**PROBLEM:**
What you give back should be exactly the opening lines of the data, ending with the line that contains "use std::time::Duration;" and including it.

Content starts

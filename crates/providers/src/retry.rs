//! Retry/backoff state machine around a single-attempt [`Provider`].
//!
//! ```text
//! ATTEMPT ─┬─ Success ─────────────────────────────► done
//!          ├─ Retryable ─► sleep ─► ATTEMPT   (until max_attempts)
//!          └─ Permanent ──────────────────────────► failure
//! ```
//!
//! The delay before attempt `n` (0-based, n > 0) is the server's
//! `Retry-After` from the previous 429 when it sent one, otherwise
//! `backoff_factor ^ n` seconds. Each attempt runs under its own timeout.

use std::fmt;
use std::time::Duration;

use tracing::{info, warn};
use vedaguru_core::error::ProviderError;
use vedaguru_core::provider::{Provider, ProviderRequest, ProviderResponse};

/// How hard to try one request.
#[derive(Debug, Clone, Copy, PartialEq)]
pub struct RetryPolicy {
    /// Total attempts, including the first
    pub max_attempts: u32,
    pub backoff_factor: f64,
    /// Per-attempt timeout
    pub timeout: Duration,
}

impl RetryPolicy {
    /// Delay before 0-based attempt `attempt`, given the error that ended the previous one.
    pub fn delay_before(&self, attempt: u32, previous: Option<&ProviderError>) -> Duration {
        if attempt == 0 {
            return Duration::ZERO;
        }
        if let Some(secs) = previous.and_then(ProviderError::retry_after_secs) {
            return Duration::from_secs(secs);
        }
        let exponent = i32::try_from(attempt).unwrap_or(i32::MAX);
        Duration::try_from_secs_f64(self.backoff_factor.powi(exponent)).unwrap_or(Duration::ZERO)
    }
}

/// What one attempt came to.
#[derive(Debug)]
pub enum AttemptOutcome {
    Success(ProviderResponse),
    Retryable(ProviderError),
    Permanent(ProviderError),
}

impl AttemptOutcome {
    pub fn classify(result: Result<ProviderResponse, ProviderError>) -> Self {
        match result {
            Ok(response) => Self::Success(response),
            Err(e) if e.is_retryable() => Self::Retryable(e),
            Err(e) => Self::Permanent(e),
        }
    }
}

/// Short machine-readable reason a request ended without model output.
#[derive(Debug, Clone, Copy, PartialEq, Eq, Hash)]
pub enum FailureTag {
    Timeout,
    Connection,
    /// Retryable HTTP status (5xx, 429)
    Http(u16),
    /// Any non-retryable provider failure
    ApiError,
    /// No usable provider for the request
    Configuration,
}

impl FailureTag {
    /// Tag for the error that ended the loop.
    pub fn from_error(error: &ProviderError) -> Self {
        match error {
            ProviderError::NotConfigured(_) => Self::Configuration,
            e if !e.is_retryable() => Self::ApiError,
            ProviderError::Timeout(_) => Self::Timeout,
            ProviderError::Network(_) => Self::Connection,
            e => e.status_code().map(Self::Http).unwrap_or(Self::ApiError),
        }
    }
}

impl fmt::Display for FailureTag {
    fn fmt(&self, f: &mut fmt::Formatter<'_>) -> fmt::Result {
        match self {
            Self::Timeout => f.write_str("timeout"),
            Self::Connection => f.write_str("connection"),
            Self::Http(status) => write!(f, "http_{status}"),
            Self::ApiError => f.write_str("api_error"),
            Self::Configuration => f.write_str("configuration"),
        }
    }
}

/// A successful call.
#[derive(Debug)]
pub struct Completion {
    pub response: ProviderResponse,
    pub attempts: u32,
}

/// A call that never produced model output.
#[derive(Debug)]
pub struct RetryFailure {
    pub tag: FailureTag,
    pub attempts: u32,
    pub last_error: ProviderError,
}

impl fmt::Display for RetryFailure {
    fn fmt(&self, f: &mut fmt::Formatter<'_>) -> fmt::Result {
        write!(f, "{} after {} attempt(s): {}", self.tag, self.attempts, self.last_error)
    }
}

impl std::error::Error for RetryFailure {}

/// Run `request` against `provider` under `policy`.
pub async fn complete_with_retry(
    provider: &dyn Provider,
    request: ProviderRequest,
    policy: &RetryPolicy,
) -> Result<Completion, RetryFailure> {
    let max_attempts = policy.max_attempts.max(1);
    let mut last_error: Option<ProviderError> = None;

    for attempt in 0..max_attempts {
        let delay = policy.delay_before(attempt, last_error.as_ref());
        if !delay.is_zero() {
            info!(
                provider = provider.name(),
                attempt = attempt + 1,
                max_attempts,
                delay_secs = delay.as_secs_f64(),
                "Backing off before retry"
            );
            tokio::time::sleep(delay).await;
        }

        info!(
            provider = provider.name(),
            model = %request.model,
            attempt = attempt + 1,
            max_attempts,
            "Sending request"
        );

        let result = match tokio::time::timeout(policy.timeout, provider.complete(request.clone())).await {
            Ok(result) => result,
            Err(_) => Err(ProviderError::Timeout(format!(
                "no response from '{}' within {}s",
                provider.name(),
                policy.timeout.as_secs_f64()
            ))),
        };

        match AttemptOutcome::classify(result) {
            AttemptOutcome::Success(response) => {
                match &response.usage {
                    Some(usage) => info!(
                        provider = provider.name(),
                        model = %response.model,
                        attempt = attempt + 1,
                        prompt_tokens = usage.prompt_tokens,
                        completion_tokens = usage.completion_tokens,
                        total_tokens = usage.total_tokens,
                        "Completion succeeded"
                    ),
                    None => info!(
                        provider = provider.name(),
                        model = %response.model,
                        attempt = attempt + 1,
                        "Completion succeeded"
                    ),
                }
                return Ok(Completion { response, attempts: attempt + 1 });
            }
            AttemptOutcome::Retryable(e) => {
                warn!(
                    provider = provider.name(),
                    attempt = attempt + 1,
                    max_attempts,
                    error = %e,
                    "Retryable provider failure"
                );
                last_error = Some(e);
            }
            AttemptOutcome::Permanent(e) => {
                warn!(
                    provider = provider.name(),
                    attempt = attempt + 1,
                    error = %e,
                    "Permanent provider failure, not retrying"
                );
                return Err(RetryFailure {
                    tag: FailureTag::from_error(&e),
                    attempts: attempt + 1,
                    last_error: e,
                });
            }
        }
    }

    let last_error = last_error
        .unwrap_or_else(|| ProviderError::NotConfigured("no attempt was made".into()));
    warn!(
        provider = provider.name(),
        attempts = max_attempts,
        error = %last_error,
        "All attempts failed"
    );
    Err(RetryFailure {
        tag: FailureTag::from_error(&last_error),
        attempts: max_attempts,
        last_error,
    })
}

Content ends

**RESPONSE AREA:**
filename crates/providers/src/retry.rs
//! Retry/backoff state machine around a single-attempt [`Provider`].
//!
//! ```text
//! ATTEMPT ─┬─ Success ─────────────────────────────► done
//!          ├─ Retryable ─► sleep ─► ATTEMPT   (until max_attempts)
//!          └─ Permanent ──────────────────────────► failure
//! ```
//!
//! The delay before attempt `n` (0-based, n > 0) is the server's
//! `Retry-After` from the previous 429 when it sent one, otherwise
//! `backoff_factor ^ n` seconds. Each attempt runs under its own timeout.

use std::fmt;
use std::time::Duration;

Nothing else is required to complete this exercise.